During Justice Department discussions last month, senior prison officials argued that the agency should not dramatically increase the amount of prisoner money given to victims, according to people familiar with the internal deliberations. who spoke on condition of anonymity to describe the conversations. Any large increase, officials say, would cut into a vital source of revenue at a time when the agency is already understaffed.
Jack Donson, a former Bureau of Prisons case manager coordinator who now consults on the federal prison system, said the issue highlights a “dysfunctional” culture at the prison bureau, with officials focused on preservation of the flow of money through the accounts of the police station – known within the agency as the ‘trust fund’.
“In meetings, staff members often referred to the trust fund as a ‘slush fund,’ so I was always wary of it,” Donson said.
Bureau of Prisons inmate accounts hold more than $100 million, with few victim payments
Over the past year, the Washington Post revealed that some high-profile inmates, including Boston Marathon suicide bomber Dzhokhar Tsarnaev and former US gym doctor Larry Nassar, had large prison account balances but no paid very little of what they owed to their victims. Deputy Attorney General Lisa O. Monaco issued a directive to study the matter and recommend changes to the program.

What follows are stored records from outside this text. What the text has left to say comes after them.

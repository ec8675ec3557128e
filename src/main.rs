//! rustfwd - Lightweight TCP and UDP port forwarder
//!
//! Forwards traffic from local listening ports to remote host:port targets,
//! driven by a static set of forwarding rules. Useful for SSH tunneling and
//! simple NAT-style redirection on a single host.

use anyhow::{Context, Result};
use clap::Parser;
use std::path::PathBuf;
use std::sync::Arc;

use tracing::{error, info};
use tracing_subscriber::{layer::SubscriberExt, util::SubscriberInitExt};

use rustfwd::{config::ConfigManager, RuleDispatcher, ShutdownCoordinator};

/// CLI arguments for rustfwd
#[derive(Parser, Debug)]
#[command(name = "rustfwd")]
#[command(about = "rustfwd - Lightweight TCP and UDP port forwarder")]
#[command(version)]
pub struct CliArgs {
    /// Configuration file path
    #[arg(
        short,
        long,
        default_value = "config.toml",
        help = "Path to configuration file"
    )]
    pub config: PathBuf,

    /// Log level (trace, debug, info, warn, error)
    #[arg(long, default_value = "info", help = "Log level")]
    pub log_level: String,

    /// Enable verbose logging (sets log level to debug)
    #[arg(short, long, help = "Enable verbose logging")]
    pub verbose: bool,

    /// Validate configuration and exit
    #[arg(long, help = "Validate configuration and exit")]
    pub validate_config: bool,
}

#[tokio::main]
async fn main() -> Result<()> {
    let args = CliArgs::parse();

    let config = ConfigManager::load_from_file(&args.config)?;

    init_tracing(&args, config.debug)?;

    info!("Starting rustfwd v{}", env!("CARGO_PKG_VERSION"));

    if args.validate_config {
        info!("Configuration is valid");
        info!("Configuration summary:");
        info!("  Debug logging: {}", config.debug);
        info!("  Rules: {}", config.rules.len());
        for rule in &config.rules {
            info!("    {}", rule);
        }
        return Ok(());
    }

    let coordinator = ShutdownCoordinator::new();
    let dispatcher = RuleDispatcher::with_shutdown(Arc::new(config), coordinator.sender());

    // Run the forwarding engine in its own task so the main task can wait
    // for termination signals.
    let mut engine_handle = tokio::spawn(async move { dispatcher.run().await });

    tokio::select! {
        result = &mut engine_handle => {
            // Engine stopped on its own: either a startup-fatal condition
            // (no rules) or every relay has terminated.
            result.context("forwarding engine task failed")??;
        }
        signal_result = coordinator.listen_for_signals() => {
            if let Err(e) = signal_result {
                error!("Error waiting for termination signals: {}", e);
                coordinator.trigger();
            }

            match engine_handle.await {
                Ok(result) => result?,
                Err(e) if e.is_cancelled() => {}
                Err(e) => error!("Forwarding engine task failed: {}", e),
            }
        }
    }

    info!("Shutdown complete");
    Ok(())
}

/// Initialize tracing/logging
fn init_tracing(args: &CliArgs, debug: bool) -> Result<()> {
    let log_level = if args.verbose || debug {
        "debug"
    } else {
        &args.log_level
    };

    let env_filter = tracing_subscriber::EnvFilter::try_from_default_env()
        .unwrap_or_else(|_| tracing_subscriber::EnvFilter::new(log_level));

    tracing_subscriber::registry()
        .with(
            tracing_subscriber::fmt::layer()
                .with_target(false)
                .with_level(true)
                .with_ansi(true),
        )
        .with(env_filter)
        .init();

    Ok(())
}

How, or if, the Justice Department decides to make new rules could affect another high-profile inmate: R&B singer R. Kelly, who was sentenced in June to 30 years in prison for sex trafficking. Kelly has about $28,000 to his jail account, according to multiple people familiar with the matter, and owes $140,000 in court-ordered fines, including a $40,000 fine for a fund for victims of sex trafficking, records show judicial. Prosecutors have yet to ask a judge to compel the Bureau of Prisons to hand over the money.
The inmate funds controversy centers on two separate but related funds. The first are deposit accounts, in which the country’s roughly 140,000 federal inmates can keep an unlimited amount of money. These accounts are not subject to most regulations and scrutiny of regular bank accounts, as the agency does not consider itself a bank. The total amount of money in deposit accounts has risen from $86 million to more than $140 million in 2021, largely because prisoners received coronavirus stimulus payments, people familiar with said folder.

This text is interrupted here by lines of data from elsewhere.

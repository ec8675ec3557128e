//! Graceful Shutdown Handling
//!
//! Listens for SIGTERM and SIGINT and broadcasts a stop signal that every
//! relay loop observes in its accept/receive `select!`.

use tokio::signal;
use tokio::sync::broadcast;
use tracing::{info, warn};

use crate::Result;

/// Coordinates process-wide shutdown
pub struct ShutdownCoordinator {
    shutdown_tx: broadcast::Sender<()>,
}

impl ShutdownCoordinator {
    pub fn new() -> Self {
        let (shutdown_tx, _) = broadcast::channel(1);
        Self { shutdown_tx }
    }

    /// Get a shutdown receiver for components to listen on.
    pub fn subscribe(&self) -> broadcast::Receiver<()> {
        self.shutdown_tx.subscribe()
    }

    /// Clone of the broadcast sender, for components that own their own
    /// shutdown wiring.
    pub fn sender(&self) -> broadcast::Sender<()> {
        self.shutdown_tx.clone()
    }

    /// Broadcast the shutdown signal to all subscribers.
    pub fn trigger(&self) {
        if self.shutdown_tx.send(()).is_err() {
            warn!("No components listening for shutdown signal");
        }
    }

    /// Wait for a termination signal (SIGTERM, SIGINT or Ctrl+C), then
    /// broadcast shutdown to all subscribers.
    pub async fn listen_for_signals(&self) -> Result<()> {
        #[cfg(unix)]
        {
            let mut sigterm = signal::unix::signal(signal::unix::SignalKind::terminate())?;
            let mut sigint = signal::unix::signal(signal::unix::SignalKind::interrupt())?;

            tokio::select! {
                _ = sigterm.recv() => {
                    info!("Received SIGTERM, initiating graceful shutdown");
                }
                _ = sigint.recv() => {
                    info!("Received SIGINT, initiating graceful shutdown");
                }
            }
        }

        #[cfg(windows)]
        {
            signal::ctrl_c().await?;
            info!("Received Ctrl+C, initiating graceful shutdown");
        }

        self.trigger();
        Ok(())
    }
}

impl Default for ShutdownCoordinator {
    fn default() -> Self {
        Self::new()
    }
}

The second pool of money is the commissioner’s accounts, or trust funds – a way for inmates to buy things, like phone or email access, sodas and candy, with the money from their trust funds.
The Bureau of Prisons, according to documents provided in response to a public records request, charges interest on the trust fund, although the amount can vary wildly; last year, the agency earned just $29,526, but two years earlier, the fund generated over $1.3 million in interest.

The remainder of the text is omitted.